Look through the listing for the string "HubInner" and copy out every line that holds it.
════════════════
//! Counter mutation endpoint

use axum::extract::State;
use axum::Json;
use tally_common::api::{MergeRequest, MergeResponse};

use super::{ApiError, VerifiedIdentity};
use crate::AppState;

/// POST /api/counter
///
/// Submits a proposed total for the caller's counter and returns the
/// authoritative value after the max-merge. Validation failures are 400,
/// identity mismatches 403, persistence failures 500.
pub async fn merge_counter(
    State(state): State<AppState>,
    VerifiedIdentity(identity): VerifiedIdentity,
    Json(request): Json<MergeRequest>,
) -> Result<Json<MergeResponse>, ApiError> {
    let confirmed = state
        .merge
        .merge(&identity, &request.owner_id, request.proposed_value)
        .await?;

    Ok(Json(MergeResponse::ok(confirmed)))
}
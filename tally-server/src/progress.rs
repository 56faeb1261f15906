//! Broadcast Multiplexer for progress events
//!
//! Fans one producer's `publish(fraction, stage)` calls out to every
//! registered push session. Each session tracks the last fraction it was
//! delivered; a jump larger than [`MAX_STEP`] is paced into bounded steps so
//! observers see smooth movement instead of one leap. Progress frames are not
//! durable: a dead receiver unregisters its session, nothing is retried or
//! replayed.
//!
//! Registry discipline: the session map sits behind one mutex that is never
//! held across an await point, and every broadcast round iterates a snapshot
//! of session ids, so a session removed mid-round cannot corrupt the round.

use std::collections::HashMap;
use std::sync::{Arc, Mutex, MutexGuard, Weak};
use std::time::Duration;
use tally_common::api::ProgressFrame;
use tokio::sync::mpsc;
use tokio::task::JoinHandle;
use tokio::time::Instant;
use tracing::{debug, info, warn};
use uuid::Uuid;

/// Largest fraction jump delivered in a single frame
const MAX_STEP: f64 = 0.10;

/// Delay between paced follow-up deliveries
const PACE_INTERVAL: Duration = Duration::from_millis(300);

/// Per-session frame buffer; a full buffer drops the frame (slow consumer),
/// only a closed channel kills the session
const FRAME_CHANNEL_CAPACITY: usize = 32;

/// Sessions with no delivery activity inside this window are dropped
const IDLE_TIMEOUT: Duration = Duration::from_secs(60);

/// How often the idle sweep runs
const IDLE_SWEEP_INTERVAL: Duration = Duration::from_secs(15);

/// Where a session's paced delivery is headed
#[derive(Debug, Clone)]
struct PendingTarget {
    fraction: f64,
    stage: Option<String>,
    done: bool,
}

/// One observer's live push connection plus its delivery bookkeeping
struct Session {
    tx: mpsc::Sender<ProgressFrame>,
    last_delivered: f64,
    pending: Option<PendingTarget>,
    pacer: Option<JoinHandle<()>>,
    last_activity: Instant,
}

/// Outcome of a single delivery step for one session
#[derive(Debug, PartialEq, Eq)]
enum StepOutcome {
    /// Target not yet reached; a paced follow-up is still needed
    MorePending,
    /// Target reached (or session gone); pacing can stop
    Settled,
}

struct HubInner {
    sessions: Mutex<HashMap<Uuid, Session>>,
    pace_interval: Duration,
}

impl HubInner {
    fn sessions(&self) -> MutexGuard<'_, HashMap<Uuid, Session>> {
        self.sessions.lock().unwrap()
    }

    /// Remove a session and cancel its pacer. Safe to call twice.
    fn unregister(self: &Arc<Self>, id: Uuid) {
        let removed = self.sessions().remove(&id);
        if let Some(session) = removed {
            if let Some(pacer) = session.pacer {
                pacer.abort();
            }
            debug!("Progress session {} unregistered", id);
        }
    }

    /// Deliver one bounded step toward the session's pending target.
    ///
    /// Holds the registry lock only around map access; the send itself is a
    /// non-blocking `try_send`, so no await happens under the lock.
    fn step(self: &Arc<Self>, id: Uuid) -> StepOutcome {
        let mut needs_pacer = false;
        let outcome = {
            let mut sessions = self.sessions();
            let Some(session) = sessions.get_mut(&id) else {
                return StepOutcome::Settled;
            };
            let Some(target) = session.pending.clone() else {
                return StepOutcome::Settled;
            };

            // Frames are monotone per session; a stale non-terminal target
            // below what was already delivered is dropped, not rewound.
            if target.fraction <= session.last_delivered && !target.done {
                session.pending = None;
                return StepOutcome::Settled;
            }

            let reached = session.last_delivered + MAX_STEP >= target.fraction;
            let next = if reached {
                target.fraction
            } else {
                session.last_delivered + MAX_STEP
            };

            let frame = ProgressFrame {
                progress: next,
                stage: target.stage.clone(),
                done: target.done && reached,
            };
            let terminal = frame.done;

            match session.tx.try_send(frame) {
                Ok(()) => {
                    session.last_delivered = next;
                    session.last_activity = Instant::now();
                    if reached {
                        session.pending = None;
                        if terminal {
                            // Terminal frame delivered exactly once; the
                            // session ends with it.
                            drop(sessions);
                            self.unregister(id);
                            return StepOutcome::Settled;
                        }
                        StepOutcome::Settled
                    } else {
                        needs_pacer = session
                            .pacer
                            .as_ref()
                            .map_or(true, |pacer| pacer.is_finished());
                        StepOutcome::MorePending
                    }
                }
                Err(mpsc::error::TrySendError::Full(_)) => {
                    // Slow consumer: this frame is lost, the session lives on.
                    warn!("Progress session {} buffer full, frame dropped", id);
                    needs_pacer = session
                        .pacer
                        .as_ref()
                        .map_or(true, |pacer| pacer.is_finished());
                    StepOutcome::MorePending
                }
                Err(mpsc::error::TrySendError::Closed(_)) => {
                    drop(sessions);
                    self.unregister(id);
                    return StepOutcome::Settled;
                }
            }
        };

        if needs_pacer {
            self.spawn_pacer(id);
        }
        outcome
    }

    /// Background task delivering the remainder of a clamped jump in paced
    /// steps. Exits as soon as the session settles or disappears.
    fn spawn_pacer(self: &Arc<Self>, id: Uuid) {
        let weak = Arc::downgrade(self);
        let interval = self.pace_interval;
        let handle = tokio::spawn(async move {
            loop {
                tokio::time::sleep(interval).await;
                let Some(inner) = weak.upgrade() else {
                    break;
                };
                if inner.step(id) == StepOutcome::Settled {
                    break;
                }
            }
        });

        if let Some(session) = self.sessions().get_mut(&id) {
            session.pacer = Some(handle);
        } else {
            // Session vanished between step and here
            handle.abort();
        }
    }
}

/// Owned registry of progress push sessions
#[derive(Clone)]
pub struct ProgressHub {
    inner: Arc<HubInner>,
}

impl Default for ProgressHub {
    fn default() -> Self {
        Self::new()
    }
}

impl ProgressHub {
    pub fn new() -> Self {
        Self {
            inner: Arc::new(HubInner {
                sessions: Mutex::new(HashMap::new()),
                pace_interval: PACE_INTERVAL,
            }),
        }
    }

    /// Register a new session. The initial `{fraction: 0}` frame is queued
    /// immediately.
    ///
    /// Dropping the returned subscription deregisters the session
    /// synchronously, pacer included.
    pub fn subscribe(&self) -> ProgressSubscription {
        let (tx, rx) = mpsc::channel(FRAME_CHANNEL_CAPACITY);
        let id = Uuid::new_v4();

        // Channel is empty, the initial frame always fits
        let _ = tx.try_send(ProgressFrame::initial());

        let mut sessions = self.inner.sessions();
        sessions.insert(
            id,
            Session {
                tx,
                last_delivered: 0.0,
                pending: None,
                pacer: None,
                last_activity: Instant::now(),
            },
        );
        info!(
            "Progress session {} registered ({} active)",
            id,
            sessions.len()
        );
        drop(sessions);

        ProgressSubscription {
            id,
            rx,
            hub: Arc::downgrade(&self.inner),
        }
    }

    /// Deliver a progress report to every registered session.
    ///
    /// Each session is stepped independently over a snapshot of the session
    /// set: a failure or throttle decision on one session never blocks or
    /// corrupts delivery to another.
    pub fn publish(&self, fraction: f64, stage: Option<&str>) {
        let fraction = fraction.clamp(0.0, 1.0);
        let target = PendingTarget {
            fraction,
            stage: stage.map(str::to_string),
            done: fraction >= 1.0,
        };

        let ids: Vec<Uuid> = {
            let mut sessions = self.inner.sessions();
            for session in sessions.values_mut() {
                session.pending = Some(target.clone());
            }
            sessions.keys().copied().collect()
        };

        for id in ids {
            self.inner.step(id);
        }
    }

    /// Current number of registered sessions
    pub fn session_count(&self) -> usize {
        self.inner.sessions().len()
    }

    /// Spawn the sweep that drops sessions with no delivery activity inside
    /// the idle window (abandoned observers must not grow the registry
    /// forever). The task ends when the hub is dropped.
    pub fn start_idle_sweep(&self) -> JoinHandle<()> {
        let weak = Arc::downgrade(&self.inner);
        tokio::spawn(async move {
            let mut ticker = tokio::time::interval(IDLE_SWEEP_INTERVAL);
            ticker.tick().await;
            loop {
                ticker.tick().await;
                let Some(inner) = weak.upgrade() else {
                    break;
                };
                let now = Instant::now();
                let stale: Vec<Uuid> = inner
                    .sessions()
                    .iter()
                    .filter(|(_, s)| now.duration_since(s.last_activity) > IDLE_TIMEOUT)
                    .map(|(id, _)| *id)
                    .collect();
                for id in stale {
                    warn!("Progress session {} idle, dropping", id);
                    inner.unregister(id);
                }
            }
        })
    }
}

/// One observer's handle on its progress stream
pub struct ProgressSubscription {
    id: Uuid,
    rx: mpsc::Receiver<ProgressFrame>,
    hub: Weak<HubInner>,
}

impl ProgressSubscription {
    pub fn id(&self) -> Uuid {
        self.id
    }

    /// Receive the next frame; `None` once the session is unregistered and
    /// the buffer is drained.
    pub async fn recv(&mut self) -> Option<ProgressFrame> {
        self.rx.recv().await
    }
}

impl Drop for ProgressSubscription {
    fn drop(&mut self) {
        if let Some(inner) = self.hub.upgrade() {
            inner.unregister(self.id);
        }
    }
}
════════════════
### ANSWER FOR THIS EXERCISE
struct HubInner {
impl HubInner {
    inner: Arc<HubInner>,
            inner: Arc::new(HubInner {
    hub: Weak<HubInner>,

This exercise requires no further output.